Tax giveaways are the costliest benefits the government provides.

Just a bit of the article:

Each year, the government doles out tax breaks worth $1.1 trillion. That is more than the cost of Medicare and Medicaid combined. It is more than Social Security. It tops the defense budget, and it tops the budget for nondefense discretionary programs, which include most everything else.
Tax breaks work like spending. Giving a deduction for certain activities, like homeownership or retirement savings, is the same as writing a government check to subsidize those activities. Functionally, they mimic entitlements. Like Medicare, Medicaid and Social Security, they are available, year in and year out, in full, to all who qualify. Yet in budget talks, Republicans ignore tax entitlements, which flow mostly to high-income taxpayers, while pushing to cut Medicare, Medicaid and Social Security.

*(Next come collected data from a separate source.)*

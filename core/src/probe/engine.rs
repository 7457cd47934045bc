//! Sampling and the level/edge evaluation state machine.

use argus_types::{ProbeConfig, ProbeGeometry, ProbeMode, Rgb};
use serde::Serialize;
use tokio::time::Instant;

use crate::color::distance;
use crate::frame::Frame;

/// Which way an edge-mode probe crossed its tolerance boundary.
#[derive(Debug, Clone, Copy, PartialEq, Eq, Serialize)]
#[serde(rename_all = "snake_case")]
pub enum EdgeDirection {
    /// Came within tolerance of the reference color
    Rising,
    /// Left the tolerance of the reference color
    Falling,
    /// Moved from the reference color to the configured `to_color`
    Transition,
}

/// Which way a bar's fill crossed its monitored percentage.
#[derive(Debug, Clone, Copy, PartialEq, Eq, Serialize)]
#[serde(rename_all = "snake_case")]
pub enum CrossDirection {
    Above,
    Below,
}

/// Bar-probe specific part of a result.
#[derive(Debug, Clone, Copy, PartialEq)]
pub struct PercentageReading {
    pub current_percentage: f64,
    /// Always false without a previous bar reading
    pub threshold_crossed: bool,
    pub cross_direction: Option<CrossDirection>,
}

/// Raw measurement taken from a frame.
#[derive(Debug, Clone, Copy, PartialEq)]
pub struct ProbeSample {
    pub color: Rgb,
    /// Fill percentage for bar probes
    pub fill_percentage: Option<f64>,
}

impl ProbeSample {
    pub fn color(color: Rgb) -> Self {
        Self {
            color,
            fill_percentage: None,
        }
    }

    pub fn bar(color: Rgb, fill_percentage: f64) -> Self {
        Self {
            color,
            fill_percentage: Some(fill_percentage),
        }
    }
}

/// Output of one evaluation. Only ever kept as the "previous" input of the next one.
#[derive(Debug, Clone, Copy, PartialEq)]
pub struct ProbeResult {
    pub triggered: bool,
    pub current_color: Rgb,
    /// Distance from the reference color
    pub distance: f64,
    pub timestamp: Instant,
    pub edge: Option<EdgeDirection>,
    pub percentage: Option<PercentageReading>,
}

impl ProbeResult {
    /// Larger is worse. For bars this is the share of the span matching the
    /// reference color, so health bars reference their empty color and the
    /// severity is the missing fraction. Color distance otherwise.
    pub fn severity(&self) -> f64 {
        match self.percentage {
            Some(reading) => reading.current_percentage,
            None => self.distance,
        }
    }
}

/// X coordinate at `percentage` of the bar `[start_x, end_x)`.
pub fn calculated_x(start_x: u32, end_x: u32, percentage: f64) -> u32 {
    if end_x <= start_x {
        return start_x;
    }
    let width = (end_x - start_x) as f64;
    let offset = (width * percentage.clamp(0.0, 100.0) / 100.0).floor() as u32;
    (start_x + offset).min(end_x - 1)
}

/// Percentage of `[start_x, end_x)` on row `y` within tolerance of the
/// reference color. This O(width) scan is the dominant per-cycle cost.
pub fn fill_percentage(config: &ProbeConfig, frame: &Frame) -> Option<f64> {
    let ProbeGeometry::Bar {
        start_x, end_x, y, ..
    } = config.geometry
    else {
        return None;
    };
    if end_x <= start_x || y >= frame.height() {
        return None;
    }

    let matching = frame
        .row_span(y, start_x, end_x)
        .filter(|&px| distance(config.metric, px, config.color) <= config.tolerance)
        .count();

    Some(matching as f64 * 100.0 / (end_x - start_x) as f64)
}

/// Read the probe's region from `frame`. `None` when the geometry falls
/// outside the frame; the caller skips the probe for this cycle.
pub fn sample(config: &ProbeConfig, frame: &Frame) -> Option<ProbeSample> {
    match config.geometry {
        ProbeGeometry::Point { x, y, radius } => {
            frame.region_average(x, y, radius).map(ProbeSample::color)
        }
        ProbeGeometry::Bar {
            start_x,
            end_x,
            y,
            monitor_percentage,
        } => {
            let x = calculated_x(start_x, end_x, monitor_percentage);
            let color = frame.pixel(x, y)?;
            let fill = fill_percentage(config, frame)?;
            Some(ProbeSample::bar(color, fill))
        }
    }
}

/// Evaluate one sample against the immediately preceding result.
pub fn evaluate(
    config: &ProbeConfig,
    sample: &ProbeSample,
    previous: Option<&ProbeResult>,
    timestamp: Instant,
) -> ProbeResult {
    let dist = distance(config.metric, sample.color, config.color);
    let is_close = dist <= config.tolerance;

    let percentage = sample
        .fill_percentage
        .map(|current| percentage_reading(config, current, previous));

    let (triggered, edge) = match config.mode {
        ProbeMode::Level => (is_close, None),
        ProbeMode::Edge => {
            let edge = previous.and_then(|prev| color_edge(config, sample, prev, is_close));
            let crossed = percentage.is_some_and(|p| p.threshold_crossed);
            (edge.is_some() || crossed, edge)
        }
    };

    ProbeResult {
        triggered,
        current_color: sample.color,
        distance: dist,
        timestamp,
        edge,
        percentage,
    }
}

fn color_edge(
    config: &ProbeConfig,
    sample: &ProbeSample,
    prev: &ProbeResult,
    is_close: bool,
) -> Option<EdgeDirection> {
    let was_close = prev.distance <= config.tolerance;

    match config.to_color {
        Some(to_color) => {
            let reached = distance(config.metric, sample.color, to_color) <= config.tolerance;
            (was_close && reached).then_some(EdgeDirection::Transition)
        }
        None => match (was_close, is_close) {
            (true, false) => Some(EdgeDirection::Falling),
            (false, true) => Some(EdgeDirection::Rising),
            _ => None,
        },
    }
}

fn percentage_reading(
    config: &ProbeConfig,
    current: f64,
    previous: Option<&ProbeResult>,
) -> PercentageReading {
    let threshold = match config.geometry {
        ProbeGeometry::Bar {
            monitor_percentage, ..
        } => monitor_percentage,
        ProbeGeometry::Point { .. } => 0.0,
    };

    let cross_direction = previous
        .and_then(|prev| prev.percentage)
        .and_then(|prev| {
            let was_above = prev.current_percentage >= threshold;
            let is_above = current >= threshold;
            match (was_above, is_above) {
                (false, true) => Some(CrossDirection::Above),
                (true, false) => Some(CrossDirection::Below),
                _ => None,
            }
        });

    PercentageReading {
        current_percentage: current,
        threshold_crossed: cross_direction.is_some(),
        cross_direction,
    }
}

For anyone and everyone that thinks "welfare" and "moochers" are the problem--the workers on the street, the middle- and lower-class, working class people, they are mistaken. It is the corporate welfare and tax breaks for the wealthy and corporations that are far more irresponsible and even, actually unreasonable and unnecessary as well as far more expensive.
And the only way it will change is if we, the people, fight for it.
Oh, and fight to end "campaign contributions" so our legislators and their legislation are no longer bought and paid for.